- Raw data
• • • • •

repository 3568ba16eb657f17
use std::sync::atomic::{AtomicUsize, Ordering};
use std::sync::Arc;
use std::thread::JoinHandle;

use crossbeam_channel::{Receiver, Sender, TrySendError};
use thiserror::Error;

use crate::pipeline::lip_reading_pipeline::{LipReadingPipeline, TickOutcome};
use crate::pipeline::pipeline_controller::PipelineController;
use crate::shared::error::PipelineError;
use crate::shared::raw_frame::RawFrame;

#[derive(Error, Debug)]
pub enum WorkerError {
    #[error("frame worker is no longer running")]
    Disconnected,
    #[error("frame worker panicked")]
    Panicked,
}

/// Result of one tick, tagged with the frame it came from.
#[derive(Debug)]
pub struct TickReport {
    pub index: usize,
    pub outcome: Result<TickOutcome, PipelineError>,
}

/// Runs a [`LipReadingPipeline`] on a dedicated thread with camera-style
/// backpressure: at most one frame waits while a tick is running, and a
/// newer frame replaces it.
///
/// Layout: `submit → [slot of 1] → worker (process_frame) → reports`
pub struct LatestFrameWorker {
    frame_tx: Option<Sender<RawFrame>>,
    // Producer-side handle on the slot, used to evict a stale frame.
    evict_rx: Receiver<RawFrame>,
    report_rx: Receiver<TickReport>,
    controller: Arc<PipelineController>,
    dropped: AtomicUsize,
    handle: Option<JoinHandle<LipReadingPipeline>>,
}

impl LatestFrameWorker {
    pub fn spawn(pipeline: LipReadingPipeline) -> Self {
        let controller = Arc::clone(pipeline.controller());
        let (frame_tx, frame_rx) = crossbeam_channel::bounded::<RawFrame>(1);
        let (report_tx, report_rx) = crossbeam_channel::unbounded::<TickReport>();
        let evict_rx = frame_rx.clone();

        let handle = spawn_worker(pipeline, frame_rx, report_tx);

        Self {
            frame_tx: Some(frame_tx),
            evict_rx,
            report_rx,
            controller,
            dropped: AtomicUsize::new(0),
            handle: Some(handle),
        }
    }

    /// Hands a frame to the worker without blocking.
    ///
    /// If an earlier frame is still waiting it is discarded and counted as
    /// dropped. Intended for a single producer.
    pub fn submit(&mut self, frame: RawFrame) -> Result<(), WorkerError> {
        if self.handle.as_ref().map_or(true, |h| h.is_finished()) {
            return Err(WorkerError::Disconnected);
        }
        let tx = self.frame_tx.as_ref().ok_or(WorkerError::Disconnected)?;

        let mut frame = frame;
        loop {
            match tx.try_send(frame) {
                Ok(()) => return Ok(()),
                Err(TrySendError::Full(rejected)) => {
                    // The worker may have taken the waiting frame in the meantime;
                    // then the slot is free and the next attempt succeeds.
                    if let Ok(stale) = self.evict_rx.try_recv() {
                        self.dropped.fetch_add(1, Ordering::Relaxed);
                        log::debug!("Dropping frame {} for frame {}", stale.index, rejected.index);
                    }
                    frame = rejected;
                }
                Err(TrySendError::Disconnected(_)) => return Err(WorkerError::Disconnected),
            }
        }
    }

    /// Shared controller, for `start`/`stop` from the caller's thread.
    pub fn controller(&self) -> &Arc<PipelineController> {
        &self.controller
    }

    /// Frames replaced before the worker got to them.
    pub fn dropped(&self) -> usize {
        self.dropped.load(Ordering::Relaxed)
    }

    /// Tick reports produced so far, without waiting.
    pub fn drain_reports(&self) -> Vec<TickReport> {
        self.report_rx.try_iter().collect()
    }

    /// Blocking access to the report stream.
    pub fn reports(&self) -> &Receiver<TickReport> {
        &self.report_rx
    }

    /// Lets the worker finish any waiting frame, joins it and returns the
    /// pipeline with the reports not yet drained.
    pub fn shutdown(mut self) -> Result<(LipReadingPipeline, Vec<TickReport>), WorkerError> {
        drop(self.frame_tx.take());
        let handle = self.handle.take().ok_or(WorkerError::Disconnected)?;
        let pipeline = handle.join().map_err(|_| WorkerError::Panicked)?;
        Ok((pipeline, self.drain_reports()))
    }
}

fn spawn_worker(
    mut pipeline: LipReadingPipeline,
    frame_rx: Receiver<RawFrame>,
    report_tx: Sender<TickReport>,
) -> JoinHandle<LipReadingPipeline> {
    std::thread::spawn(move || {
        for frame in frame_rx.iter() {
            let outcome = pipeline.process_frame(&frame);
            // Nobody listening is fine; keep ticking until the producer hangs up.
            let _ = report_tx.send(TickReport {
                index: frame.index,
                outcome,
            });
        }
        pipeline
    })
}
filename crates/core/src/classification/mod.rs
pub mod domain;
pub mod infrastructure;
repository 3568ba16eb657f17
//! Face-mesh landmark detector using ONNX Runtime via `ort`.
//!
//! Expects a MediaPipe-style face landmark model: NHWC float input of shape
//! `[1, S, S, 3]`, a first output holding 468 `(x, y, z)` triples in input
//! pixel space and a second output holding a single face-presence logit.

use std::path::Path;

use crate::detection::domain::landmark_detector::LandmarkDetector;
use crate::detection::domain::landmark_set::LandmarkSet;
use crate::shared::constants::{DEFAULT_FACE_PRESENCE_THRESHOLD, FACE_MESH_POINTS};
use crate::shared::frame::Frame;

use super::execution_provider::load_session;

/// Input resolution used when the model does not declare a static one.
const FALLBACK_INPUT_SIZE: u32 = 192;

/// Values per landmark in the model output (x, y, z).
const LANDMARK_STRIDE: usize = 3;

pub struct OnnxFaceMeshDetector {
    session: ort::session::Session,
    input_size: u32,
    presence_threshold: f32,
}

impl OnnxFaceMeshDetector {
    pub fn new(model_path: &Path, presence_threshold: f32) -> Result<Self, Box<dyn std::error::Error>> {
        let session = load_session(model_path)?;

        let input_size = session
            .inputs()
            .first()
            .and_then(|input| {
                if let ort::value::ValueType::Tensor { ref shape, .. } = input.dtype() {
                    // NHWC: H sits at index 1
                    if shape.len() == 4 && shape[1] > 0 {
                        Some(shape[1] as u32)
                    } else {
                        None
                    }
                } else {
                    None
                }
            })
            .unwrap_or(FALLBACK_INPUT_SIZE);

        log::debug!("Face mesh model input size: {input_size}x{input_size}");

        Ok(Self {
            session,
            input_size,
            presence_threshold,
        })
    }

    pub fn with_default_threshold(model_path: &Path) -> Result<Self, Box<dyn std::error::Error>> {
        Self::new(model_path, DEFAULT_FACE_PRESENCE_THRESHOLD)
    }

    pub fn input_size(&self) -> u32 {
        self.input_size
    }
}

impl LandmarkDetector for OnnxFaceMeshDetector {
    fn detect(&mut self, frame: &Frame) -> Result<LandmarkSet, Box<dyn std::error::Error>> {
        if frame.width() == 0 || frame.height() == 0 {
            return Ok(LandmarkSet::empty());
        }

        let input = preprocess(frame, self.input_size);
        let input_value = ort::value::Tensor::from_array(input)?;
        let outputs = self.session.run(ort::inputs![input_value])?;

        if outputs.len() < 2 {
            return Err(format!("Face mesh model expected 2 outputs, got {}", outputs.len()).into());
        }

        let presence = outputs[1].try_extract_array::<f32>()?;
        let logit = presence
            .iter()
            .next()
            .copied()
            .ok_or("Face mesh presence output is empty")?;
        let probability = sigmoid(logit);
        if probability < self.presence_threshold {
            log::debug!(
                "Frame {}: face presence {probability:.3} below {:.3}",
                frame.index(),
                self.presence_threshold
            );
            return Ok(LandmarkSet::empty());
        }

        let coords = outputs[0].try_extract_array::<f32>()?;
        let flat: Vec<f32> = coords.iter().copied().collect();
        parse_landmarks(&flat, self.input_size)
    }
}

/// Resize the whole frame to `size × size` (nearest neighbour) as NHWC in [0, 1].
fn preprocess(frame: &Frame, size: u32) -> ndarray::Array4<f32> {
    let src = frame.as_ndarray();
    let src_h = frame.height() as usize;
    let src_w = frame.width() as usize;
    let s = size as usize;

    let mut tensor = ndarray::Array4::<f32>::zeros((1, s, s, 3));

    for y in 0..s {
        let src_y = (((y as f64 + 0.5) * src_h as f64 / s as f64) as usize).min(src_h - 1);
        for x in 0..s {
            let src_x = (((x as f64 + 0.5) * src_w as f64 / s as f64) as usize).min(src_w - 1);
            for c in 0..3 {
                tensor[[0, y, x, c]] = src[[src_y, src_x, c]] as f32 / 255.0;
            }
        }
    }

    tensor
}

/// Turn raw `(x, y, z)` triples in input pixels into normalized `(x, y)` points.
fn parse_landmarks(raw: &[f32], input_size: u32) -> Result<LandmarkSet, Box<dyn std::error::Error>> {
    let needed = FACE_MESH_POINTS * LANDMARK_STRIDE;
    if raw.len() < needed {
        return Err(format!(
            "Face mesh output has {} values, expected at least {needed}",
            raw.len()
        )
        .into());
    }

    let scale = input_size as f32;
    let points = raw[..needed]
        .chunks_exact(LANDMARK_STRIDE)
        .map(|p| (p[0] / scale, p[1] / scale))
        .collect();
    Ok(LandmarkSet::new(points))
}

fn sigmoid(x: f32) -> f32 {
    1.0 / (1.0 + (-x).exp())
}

• • • • •

- Directions for this task
Wherever the word "scale" appears in the listing, copy the line that holds it.

- Result
    let scale = input_size as f32;
        .map(|p| (p[0] / scale, p[1] / scale))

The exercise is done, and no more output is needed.